Exercise, psychotherapy help boost effectiveness of antidepressants post-CAD

14 Jun 2021 bởiTristan Manalac
Exercise, psychotherapy help boost effectiveness of antidepressants post-CAD

Antidepressants remain the most understood treatment modality for depression after coronary artery disease (CAD), though emerging evidence suggests that combining them with psychotherapy and exercise seems to improve effectiveness, according to a recent network meta-analysis.

Nevertheless, literature surrounding this subject remains limited and biased, “with mostly low evidence ratings for all treatment comparisons because of the sparsity of eligible trials,” the researchers said.

The network meta-analysis included 33 randomized controlled trials, corresponding to 72 trial arms and 7,240 participants. Interventions eligible for inclusions were pharmacotherapy, psychotherapy, a combination of the two, exercise, and collaborative care. The primary outcomes were efficacy response, defined as the between-group difference in depressive symptoms, and acceptability, as determined by discontinuations.

None of the different pairwise comparisons between treatment modalities were more acceptable than others, and a statistically meaningful treatment ranking could not be conducted. The network model for acceptability showed potential evidence of incoherence, suggesting that direct and indirect evidence for two comparisons were inconsistent. An inconsistency model, however, found no such issues. [Psychosom Med 2021;83:423-431]

In terms of 8-week treatment effects, the model again showed strong incoherence for three comparisons, and inconsistency analysis flagged two outliers. After removing these, though, the final model showed that combination therapies and exercise had the strongest effect against depressive scores, though both modalities only had a single study supporting them.

Meanwhile, the use of antidepressants yielded significantly better results compared to placebo and usual care and led to marginal improvements than treatment controls. Psychotherapy, on the other hand, proved to be superior to usual care.

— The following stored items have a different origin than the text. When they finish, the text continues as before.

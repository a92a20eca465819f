use std::sync::{
    Arc,
    atomic::{AtomicBool, AtomicUsize, Ordering},
};
use std::thread;
use std::time::Duration;

use cruise_hardware::error::HwError;
use cruise_hardware::util::poll_until;

#[test]
fn poll_until_success_path() {
    let ready = Arc::new(AtomicBool::new(false));
    let ready_bg = ready.clone();
    thread::spawn(move || {
        thread::sleep(Duration::from_millis(3));
        ready_bg.store(true, Ordering::Relaxed);
    });

    let res = poll_until(
        || Ok(ready.load(Ordering::Relaxed).then_some(7)),
        Duration::from_millis(200),
        Duration::from_micros(200),
    );
    assert_eq!(res.ok(), Some(7));
}

#[test]
fn poll_until_timeout_path() {
    let err = poll_until::<()>(
        || Ok(None),
        Duration::from_millis(5),
        Duration::from_micros(200),
    )
    .expect_err("expected timeout error");

    match err {
        HwError::Timeout => {}
        other => panic!("unexpected error: {other:?}"),
    }
}

#[test]
fn poll_until_propagates_poll_error_without_retrying() {
    let calls = AtomicUsize::new(0);
    let err = poll_until::<()>(
        || {
            calls.fetch_add(1, Ordering::Relaxed);
            Err(HwError::Uart("framing".into()))
        },
        Duration::from_millis(50),
        Duration::from_micros(200),
    )
    .expect_err("expected uart error");
    assert!(matches!(err, HwError::Uart(_)));
    assert_eq!(calls.load(Ordering::Relaxed), 1);
}
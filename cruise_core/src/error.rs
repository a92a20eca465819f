use thiserror::Error;

use crate::types::{Pedal, Sensor};

/// Conditions that force DISENGAGED. None of them stop the process.
#[derive(Debug, Error, Clone, PartialEq, Eq)]
pub enum FaultReason {
    #[error("safety override: {0} pedal pressed")]
    SafetyOverride(Pedal),
    #[error("{sensor} read failed: {detail}")]
    SensorRead { sensor: Sensor, detail: String },
    #[error("throttle not released within {0} ms, activation cancelled")]
    ActivationTimeout(u64),
    #[error("unknown command {0:?}")]
    UnknownCommand(String),
}

#[derive(Debug, Error, Clone)]
pub enum CruiseError {
    #[error("hardware error: {0}")]
    Hardware(String),
    #[error("hardware fault: {0}")]
    HardwareFault(String),
    #[error("timeout waiting for sensor")]
    Timeout,
    #[error("fault: {0}")]
    Fault(FaultReason),
}

#[derive(Debug, Error, Clone)]
pub enum BuildError {
    #[error("missing vehicle sensors")]
    MissingSensors,
    #[error("missing actuator")]
    MissingActuator,
    #[error("missing input pins")]
    MissingInputs,
    #[error("invalid config: {0}")]
    InvalidConfig(&'static str),
}

pub type Result<T> = eyre::Result<T>;
pub use eyre::Report;
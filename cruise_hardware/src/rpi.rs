//! Raspberry Pi devices: GPIO inputs, PWM throttle servo, tone buzzer and the
//! UART link to the diagnostics adapter.

use std::thread::JoinHandle;
use std::time::Duration;

use crossbeam_channel as xch;
use cruise_traits::{Actuator, Annunciator, BoxError, Cue, InputLine, InputPins};
use rppal::gpio::{Gpio, InputPin, OutputPin};
use rppal::uart::{Parity, Uart};
use tracing::{debug, trace, warn};

use crate::error::{HwError, Result};
use crate::obd::ObdTransport;

const SERVO_PERIOD: Duration = Duration::from_millis(20);

fn gpio_err(e: rppal::gpio::Error) -> HwError {
    HwError::Gpio(e.to_string())
}

/// Input lines on pull-ups.
pub struct GpioInputs {
    pins: Vec<(InputLine, InputPin)>,
}

impl GpioInputs {
    pub fn new(lines: &[(InputLine, u8)]) -> Result<Self> {
        let gpio = Gpio::new().map_err(gpio_err)?;
        let mut pins = Vec::with_capacity(lines.len());
        for &(line, bcm) in lines {
            let pin = gpio.get(bcm).map_err(gpio_err)?.into_input_pullup();
            debug!(?line, bcm, "input line configured");
            pins.push((line, pin));
        }
        Ok(Self { pins })
    }
}

impl InputPins for GpioInputs {
    fn is_high(&mut self, line: InputLine) -> bool {
        match self.pins.iter().find(|(l, _)| *l == line) {
            Some((_, pin)) => pin.is_high(),
            // An unwired line reads as its pull-up idle level.
            None => true,
        }
    }
}

/// Hobby servo on a software-PWM pin; 0..=`max_degrees` maps linearly onto
/// `min_us..=max_us`.
pub struct PwmServo {
    pin: OutputPin,
    min_us: u32,
    max_us: u32,
    max_degrees: i32,
    degrees: i32,
    attached: bool,
}

impl PwmServo {
    pub fn new(bcm: u8, min_us: u32, max_us: u32, max_degrees: i32) -> Result<Self> {
        let gpio = Gpio::new().map_err(gpio_err)?;
        let pin = gpio.get(bcm).map_err(gpio_err)?.into_output_low();
        Ok(Self {
            pin,
            min_us,
            max_us,
            max_degrees: max_degrees.max(1),
            degrees: 0,
            attached: false,
        })
    }

    fn pulse(&self) -> Duration {
        let deg = self.degrees.clamp(0, self.max_degrees) as u32;
        let span = self.max_us.saturating_sub(self.min_us);
        Duration::from_micros(u64::from(self.min_us + span * deg / self.max_degrees as u32))
    }

    fn drive(&mut self) -> Result<()> {
        let pulse = self.pulse();
        trace!(degrees = self.degrees, pulse_us = pulse.as_micros() as u64, "servo pwm");
        self.pin.set_pwm(SERVO_PERIOD, pulse).map_err(gpio_err)
    }
}

impl Actuator for PwmServo {
    fn write_position(&mut self, degrees: i32) -> std::result::Result<(), BoxError> {
        self.degrees = degrees;
        if self.attached {
            self.drive()?;
        }
        Ok(())
    }

    fn attach(&mut self) -> std::result::Result<(), BoxError> {
        self.drive()?;
        self.attached = true;
        Ok(())
    }

    fn detach(&mut self) -> std::result::Result<(), BoxError> {
        self.pin.clear_pwm().map_err(gpio_err)?;
        self.pin.set_low();
        self.attached = false;
        Ok(())
    }
}

/// Piezo buzzer driven from a worker thread so cues never stall the loop.
pub struct ToneBuzzer {
    tx: Option<xch::Sender<Cue>>,
    join_handle: Option<JoinHandle<()>>,
}

impl ToneBuzzer {
    pub fn spawn(bcm: u8) -> Result<Self> {
        let gpio = Gpio::new().map_err(gpio_err)?;
        let mut pin = gpio.get(bcm).map_err(gpio_err)?.into_output_low();
        let (tx, rx) = xch::bounded::<Cue>(4);
        let join_handle = std::thread::spawn(move || {
            for cue in rx.iter() {
                let (freq, pulses, on, off) = match cue {
                    Cue::ActivationConfirmed => (2000.0, 2, 80, 80),
                    Cue::Disengaged => (400.0, 3, 150, 100),
                };
                for _ in 0..pulses {
                    if let Err(e) = pin.set_pwm_frequency(freq, 0.5) {
                        warn!(error = %e, "buzzer pwm failed");
                        break;
                    }
                    std::thread::sleep(Duration::from_millis(on));
                    let _ = pin.clear_pwm();
                    std::thread::sleep(Duration::from_millis(off));
                }
            }
            trace!("buzzer worker exiting");
        });
        Ok(Self {
            tx: Some(tx),
            join_handle: Some(join_handle),
        })
    }
}

impl Annunciator for ToneBuzzer {
    fn announce(&mut self, cue: Cue) {
        if let Some(tx) = &self.tx
            && tx.try_send(cue).is_err()
        {
            debug!(?cue, "buzzer busy, cue dropped");
        }
    }
}

impl Drop for ToneBuzzer {
    fn drop(&mut self) {
        self.tx.take();
        if let Some(h) = self.join_handle.take() {
            let _ = h.join();
        }
    }
}

/// Non-blocking UART to the diagnostics adapter.
pub struct UartTransport(Uart);

impl UartTransport {
    pub fn open(path: &str, baud: u32) -> Result<Self> {
        let mut uart = Uart::with_path(path, baud, Parity::None, 8, 1)
            .map_err(|e| HwError::Uart(e.to_string()))?;
        uart.set_read_mode(0, Duration::ZERO)
            .map_err(|e| HwError::Uart(e.to_string()))?;
        Ok(Self(uart))
    }
}

impl ObdTransport for UartTransport {
    fn write_all(&mut self, mut bytes: &[u8]) -> Result<()> {
        while !bytes.is_empty() {
            let n = self.0.write(bytes).map_err(|e| HwError::Uart(e.to_string()))?;
            bytes = &bytes[n..];
        }
        Ok(())
    }

    fn read_available(&mut self, buf: &mut [u8]) -> Result<usize> {
        self.0.read(buf).map_err(|e| HwError::Uart(e.to_string()))
    }
}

The researchers then generated a rankogram, comparing treatment approaches according to their 8-week efficacies. Combination therapy emerged as the probable best treatment modality, followed by exercise and antidepressant use. Other effective modalities were treatment control, placebo, psychotherapy, collaborative care, and usual care, but scores were largely on the low end.

For both primary endpoints, heterogeneity of evidence was substantial, though modal direct comparisons usually had a low risk of bias.

“[T]he current evidence suggests that, although all treatments for post-CAD depression are equally acceptable, the most robust evidence base is for antidepressants, which should be the first treatment option,” the researchers said.

“Combinations of antidepressants and psychotherapy, along with exercise, could be even more effective than antidepressants alone but require further research before this can be established. Researchers should consider the comparator groups carefully and report them in detail for future evidence synthesis,” they added.